3. Tests validate accumulation, reset behavior (if any), and shape compatibility.
### Suggested commit message
`feat(metrics): add baseline run and reaction counters for phase-0`
## Ticket 0.4 — Baseline Summary Tooling
Status: completed (2026-02-25)
### Scope
Add or extend report tooling to summarize phase-0 telemetry slices:
1. Run completion/error/cancel rates by channel/session.
2. Cancel latency p50/p95.
3. Reaction match/skip rates and top skip reasons.
4. Optional markdown + json output for plan artifacts.
### Files
1. `src/audit/backendCanarySummary.ts` (extend or split shared summarizer helpers)
2. `src/audit/backendCanarySummary.test.ts`
3. `scripts/summarize-backend-canary.ts` (or new script if cleaner)
4. `package.json` (script entry if needed)
### Acceptance
1. Tool works on current audit logs without requiring new event types.
2. New event types are incorporated when present.
3. Output is deterministic and safe on missing fields.
### Suggested commit message
`feat(audit): add phase-0 baseline summary metrics for runs and reactions`
## Ticket 0.5 — Docs + Diagram + State Sync
Status: completed (2026-02-25)
### Scope
Document new observability fields and baseline workflow:
1. Protocol/observability notes (if gateway payloads changed).
2. Architecture docs review for run lifecycle observability path.
3. Plan/state updates with executed commands and artifacts.
### Files
1. `README.md`
2. `docs/api/PROTOCOL.md`
3. `docs/architecture/AGENT_DIAGRAM.md`
4. `docs/architecture/GATEWAY_SESSIONS_AND_QUEUE.md`
5. `docs/plans/state.json`
6. `docs/plans/artifacts/*` (baseline outputs)
### Acceptance
1. Diagram review is explicitly documented.
2. `state.json` includes ticket completion/test status.
3. Artifact links are present and reproducible.
### Suggested commit message
`docs(observability): document phase-0 telemetry and baseline workflow`
## Validation Commands (per completed ticket set)
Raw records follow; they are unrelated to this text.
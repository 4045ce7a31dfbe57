// src/models/shared_state.rs
use crate::models::Subject;
use serde::{Deserialize, Serialize};

/// Document carried inside a share token: `{ "subjects": [...] }`.
#[derive(Debug, Clone, Default, PartialEq, Serialize, Deserialize)]
pub struct SharedState {
    pub subjects: Vec<Subject>,
}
Run focused suites first, then full validation when phase is complete:
```bash
pnpm typecheck
pnpm test:run src/audit/logger.test.ts
pnpm test:run src/gateway/metrics.test.ts
pnpm test:run src/gateway/handlers/agent.test.ts
pnpm test:run src/daemon/routing.test.ts
pnpm test:run src/audit/backendCanarySummary.test.ts
pnpm test:run src/gateway/handlers/observability.test.ts
pnpm test:run
pnpm lint
pnpm build
```
## Rollout and Exit Criteria
Phase 0 is complete when:
1. Baseline metrics are emitted for at least one representative channel session and one gateway session.
2. A baseline summary artifact is generated and committed under `docs/plans/artifacts/`.
3. No user-visible response behavior changed compared to pre-phase baseline.
## Subagent Model Assignment Plan
1. `claude-haiku-4.5`:
- schema additions, mechanical logger wiring, docs consistency edits.
2. `claude-sonnet-4.6`:
- gateway/router instrumentation and metrics implementation.
3. `claude-opus-4.6`:
- event taxonomy review, baseline gate design, failure-mode coverage review.